Mary argued with him in strenuous fashion and increased her vehemence as he showed signs of yielding. She knew well enough that religion was as necessary to him in some shape as to herself.

Already a pageant of winter sunset began to unfold fantastic sheaves of splendor, and over the horizon line of the western moors the air was wondrously clear. It faded to intense white light where the uplands cut it, while, above, the background of the sky was a pure beryl gradually burning aloft into orange. Here waves of fire beat over golden shores and red clouds extended as an army in regular column upon column. At the zenith, billows of scarlet leaped in feathery foam against a purple continent and the flaming tide extended from reef to reef among a thousand aerial bays and estuaries of alternating gloom and glow until shrouded and dimmed in an orange tawny haze of infinite distance. In the immediate foreground of this majestic display, like a handful of rose-leaves fallen out of heaven, small clouds floated directly downward, withering to blackness as they neared the earth and lost the dying fires. Beneath the splendor of the sky the land likewise flamed, the winding roadways glimmered, and many pools and ditches reflected back the circumambient glory of the air.

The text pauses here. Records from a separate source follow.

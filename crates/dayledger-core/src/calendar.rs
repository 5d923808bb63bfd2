//! Work calendar: the daily workday window and working weekdays.

use chrono::{NaiveDate, NaiveTime};
use serde::{Deserialize, Serialize};

use crate::error::{ScheduleError, ScheduleResult};
use crate::holidays::HolidaySet;
use crate::time::{WeekdaySet, WorkWindow};

/// Process-wide definition of working time.
#[derive(Debug, Clone, PartialEq, Eq, Serialize, Deserialize)]
#[serde(default)]
pub struct WorkCalendar {
    /// Time of day the workday starts.
    pub start_time: NaiveTime,
    /// Time of day the workday ends.
    pub end_time: NaiveTime,
    /// Working weekdays (Monday = 0).
    pub weekdays: WeekdaySet,
}

impl Default for WorkCalendar {
    fn default() -> Self {
        Self {
            start_time: NaiveTime::from_hms_opt(9, 0, 0).unwrap_or(NaiveTime::MIN),
            end_time: NaiveTime::from_hms_opt(18, 0, 0).unwrap_or(NaiveTime::MIN),
            weekdays: WeekdaySet::WORKWEEK,
        }
    }
}

impl WorkCalendar {
    /// Creates a work calendar.
    pub fn new(start_time: NaiveTime, end_time: NaiveTime, weekdays: WeekdaySet) -> Self {
        Self {
            start_time,
            end_time,
            weekdays,
        }
    }

    /// Checks that the workday starts before it ends.
    ///
    /// # Errors
    ///
    /// Returns [`ScheduleError::InvalidConfig`] otherwise.
    pub fn validate(&self) -> ScheduleResult<()> {
        if self.start_time >= self.end_time {
            return Err(ScheduleError::invalid_config(format!(
                "workday must start before it ends ({} >= {})",
                self.start_time, self.end_time
            )));
        }
        Ok(())
    }

    /// Returns true if `date` is a working weekday and not a holiday.
    pub fn is_working_day(&self, date: NaiveDate, holidays: &HolidaySet) -> bool {
        self.weekdays.contains_date(date) && !holidays.contains(date)
    }

    /// Returns the workday window on `date`.
    pub fn window(&self, date: NaiveDate) -> WorkWindow {
        WorkWindow::for_date(date, self.start_time, self.end_time)
    }

    /// Returns the length of a workday in minutes.
    pub fn workday_minutes(&self) -> i64 {
        (self.end_time - self.start_time).num_minutes()
    }
}

#[cfg(test)]
mod tests {
    use super::*;

    fn date(y: i32, m: u32, d: u32) -> NaiveDate {
        NaiveDate::from_ymd_opt(y, m, d).unwrap()
    }

    fn time(h: u32, m: u32) -> NaiveTime {
        NaiveTime::from_hms_opt(h, m, 0).unwrap()
    }

    #[test]
    fn default_is_nine_to_six_weekdays() {
        let calendar = WorkCalendar::default();
        assert_eq!(calendar.start_time, time(9, 0));
        assert_eq!(calendar.end_time, time(18, 0));
        assert_eq!(calendar.weekdays, WeekdaySet::WORKWEEK);
        assert_eq!(calendar.workday_minutes(), 540);
        assert!(calendar.validate().is_ok());
    }

    #[test]
    fn working_day_checks_weekday_and_holidays() {
        let calendar = WorkCalendar::default();
        let holidays: HolidaySet = [date(2024, 6, 4)].into_iter().collect();

        assert!(calendar.is_working_day(date(2024, 6, 3), &holidays));
        assert!(!calendar.is_working_day(date(2024, 6, 4), &holidays));
        assert!(!calendar.is_working_day(date(2024, 6, 8), &holidays));
    }

    #[test]
    fn window_for_date() {
        let calendar = WorkCalendar::default();
        let window = calendar.window(date(2024, 6, 3));
        assert_eq!(window.start, date(2024, 6, 3).and_time(time(9, 0)));
        assert_eq!(window.end, date(2024, 6, 3).and_time(time(18, 0)));
    }

    #[test]
    fn validate_rejects_inverted_window() {
        let calendar = WorkCalendar::new(time(18, 0), time(9, 0), WeekdaySet::WORKWEEK);
        assert!(matches!(
            calendar.validate(),
            Err(ScheduleError::InvalidConfig { .. })
        ));
    }

    #[test]
    fn partial_deserialize_keeps_defaults() {
        let calendar: WorkCalendar = serde_json::from_str(r#"{"end_time": "17:00:00"}"#).unwrap();
        assert_eq!(calendar.start_time, time(9, 0));
        assert_eq!(calendar.end_time, time(17, 0));
    }
}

In a few more minutes, Mary and Joe reached Sancreed churchyard and soon stood beside the grave of Joan Tregenza.

"The grass won't close proper till the spring come," said Mary; "then the turf will grow an' make it vitty; an' uncle's gwaine to set up a good slate stone wi' the name an' date an' some verses. I planted them primroses 'long the top myself. If wan abbun gone an' blossomed tu!"

She stooped to pick a primrose and an opening bud; but Joe stopped her.

"Doan't 'e pluck 'em. Never take no flowers off of a graave. They'm all the dead have got."

"But they'll die, Joe. Theer's frost bitin' in the air already. They'll be withered come marnin'."

"No matter for that," he said; "let 'em bide wheer they be."

The man was silent a while as he looked at the mound. Then he spoke again.